We will probably have to delete this for copyright infringement but it was yesterday's Dilbert cartoon.


----------



## fossil (May 14, 2013)

Had a sweet dog, part Border Collie, part whoknows, when we lived in Virginia.  The squirrels up in the trees (we had lots of both) just drove her crazy.  She would bark, bark, bark, at the squirrels all summer long.  Nobody ever complained to me, but it drove me crazy.  I got one of those anti-bark collars and put it on her.  She went out and when she wanted to do her normal bark at the squirrels, it was like a "b-OW!".  I listened to her do that maybe a dozen times, but then I couldn't stand it anymore.  I felt so sorry for her that I took the dang collar off & threw it away.  She's long gone now, but I hope Ginger is barking at all those squirrels up there in the dog heaven trees whenever she wants.


----------



## Hearth Mistress (May 15, 2013)

Just thought of another "busy" job.  I take 1 cup of all natural peanut butter, 1 really ripe banana and 1 cup of oat meal (soaked ith just enough water to get the oats soft) mash everything together and stuff it in a kong, hoof, butcher bone, etc wrap in plastic and freeze.  When the dogs are getting antsy or I'm hosting a directors conference call that can easily be 2hours of needed "quiet time" (I work from home) I take them out of the freezer, let them thaw about 30 mins and give them to the dogs.  They will spend hours trying to lick all that peanut butter out.  Be sure to damped them with a little water if you don't thaw them so their tounges don't stick to the frozen surfaces!


----------



## mattjm1017 (May 26, 2013)

Well its been a couple of weeks and I thought an update would be appropriate for anybody that's interested.

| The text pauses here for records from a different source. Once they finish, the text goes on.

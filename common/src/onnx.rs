//! ONNXモデル（tract）による分類器

use crate::classifier::Classifier;
use crate::error::{LoadError, PredictError};
use crate::preprocess::{InputSpec, InputTensor};
use std::io::Cursor;
use tract_onnx::prelude::*;

type Plan = SimplePlan<TypedFact, Box<dyn TypedOp>, TypedModel>;

pub struct OnnxClassifier {
    plan: Plan,
    spec: InputSpec,
}

impl OnnxClassifier {
    /// モデルのバイト列から構築
    ///
    /// 入力は `spec` の形状に固定して最適化する。
    pub fn from_bytes(bytes: &[u8], spec: InputSpec) -> Result<Self, LoadError> {
        if bytes.is_empty() {
            return Err(LoadError::Model("model file is empty".into()));
        }

        let plan = tract_onnx::onnx()
            .model_for_read(&mut Cursor::new(bytes))
            .and_then(|model| model.with_input_fact(0, f32::fact(spec.shape()).into()))
            .and_then(|model| model.into_optimized())
            .and_then(|model| model.into_runnable())
            .map_err(|e| LoadError::Model(format!("ONNX parse error: {}", e)))?;

        Ok(Self { plan, spec })
    }
}

impl Classifier for OnnxClassifier {
    fn input_spec(&self) -> InputSpec {
        self.spec
    }

    fn forward(&self, input: InputTensor) -> Result<Vec<f32>, PredictError> {
        let tensor = Tensor::from_shape::<f32>(&input.shape[..], input.data.as_slice())
            .map_err(|e| PredictError::Inference(format!("invalid input tensor: {}", e)))?;
        drop(input);

        let outputs = self
            .plan
            .run(tvec!(tensor.into()))
            .map_err(|e| PredictError::Inference(format!("failed to run model: {}", e)))?;

        let output = outputs
            .first()
            .ok_or_else(|| PredictError::Inference("model produced no outputs".into()))?;
        let view = output
            .to_array_view::<f32>()
            .map_err(|e| PredictError::Inference(format!("output is not f32: {}", e)))?;

        Ok(view.iter().copied().collect())
    }
}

I ended up buying the anti bark collar it has 18 levels in three groups of six. Each group starts at the lowest and moves up from there so far I haven't set it above the first group and half the time I don't turn it on. His barking has gotten a lot better. He doesn't bark at all when he's wearing the collar and is barking a lot less when he's not wearing it. We only leave it on him for a couple hours a day when we have to leave him outside. I think that it is a good training tool and he seems to be perfectly fine with it.


----------



## loon (May 29, 2013)

mattjm1017 said:


> Well its been a couple of weeks and I thought an update would be appropriate for anybody that's interested. I ended up buying the anti bark collar it has 18 levels in three groups of six. Each group starts at the lowest and moves up from there so far I haven't set it above the first group and half the time I don't turn it on. His barking has gotten a lot better. He doesn't bark at all when he's wearing the collar and is barking a lot less when he's not wearing it. We only leave it on him for a couple hours a day when we have to leave him outside. I think that it is a good training tool and he seems to be perfectly fine with it.


 

Good for you guys matt 

What i did is train Murphy and Emma with small bells on the shock collar which didnt take long and then just use a dummy collar with a bell on it. Works great and saves on batteries 

They were just playing in this picture 

loon


----------



## mattjm1017 (May 29, 2013)

loon I love those dogs my neighbor down the road has one and he is the biggest and friendliest dog Ive ever met. I like the idea of the bells I might give that a try sometimes we leave the collar turned off and he wont bark but every now and then he has to test it and if he finds out that its off he will start barking a lot.


----------



## Hills Hoard (May 30, 2013)

mattjm1017 said:


> Im certain that a big part of the problem is that hes bored


 
This is the only problem mate. You've taken on a working dog and haven't provided the right stimulation for him. And if your idea of stimulation is "playing fetch with him" you need to do more research on looking after dogs...That dog is going to need daily exercise...lots of running....lots of different games to keep its mind active...I don't mean to be a downer, but i think it sucks when people get dogs, don't stimulate them, then wonder why their dog is playing up, then slap a bark collar on them.


----------



## mattjm1017 (May 30, 2013)

Hills Hoard said:


> This is the only problem mate. You've taken on a working dog and haven't provided the right stimulation for him. And if your idea of stimulation is "playing fetch with him" you need to do more research on looking after dogs...That dog is going to need daily exercise...lots of running....lots of different games to keep its mind active...I don't mean to be a downer, but i think it sucks when people get dogs, don't stimulate them, then wonder why their dog is playing up, then slap a bark collar on them.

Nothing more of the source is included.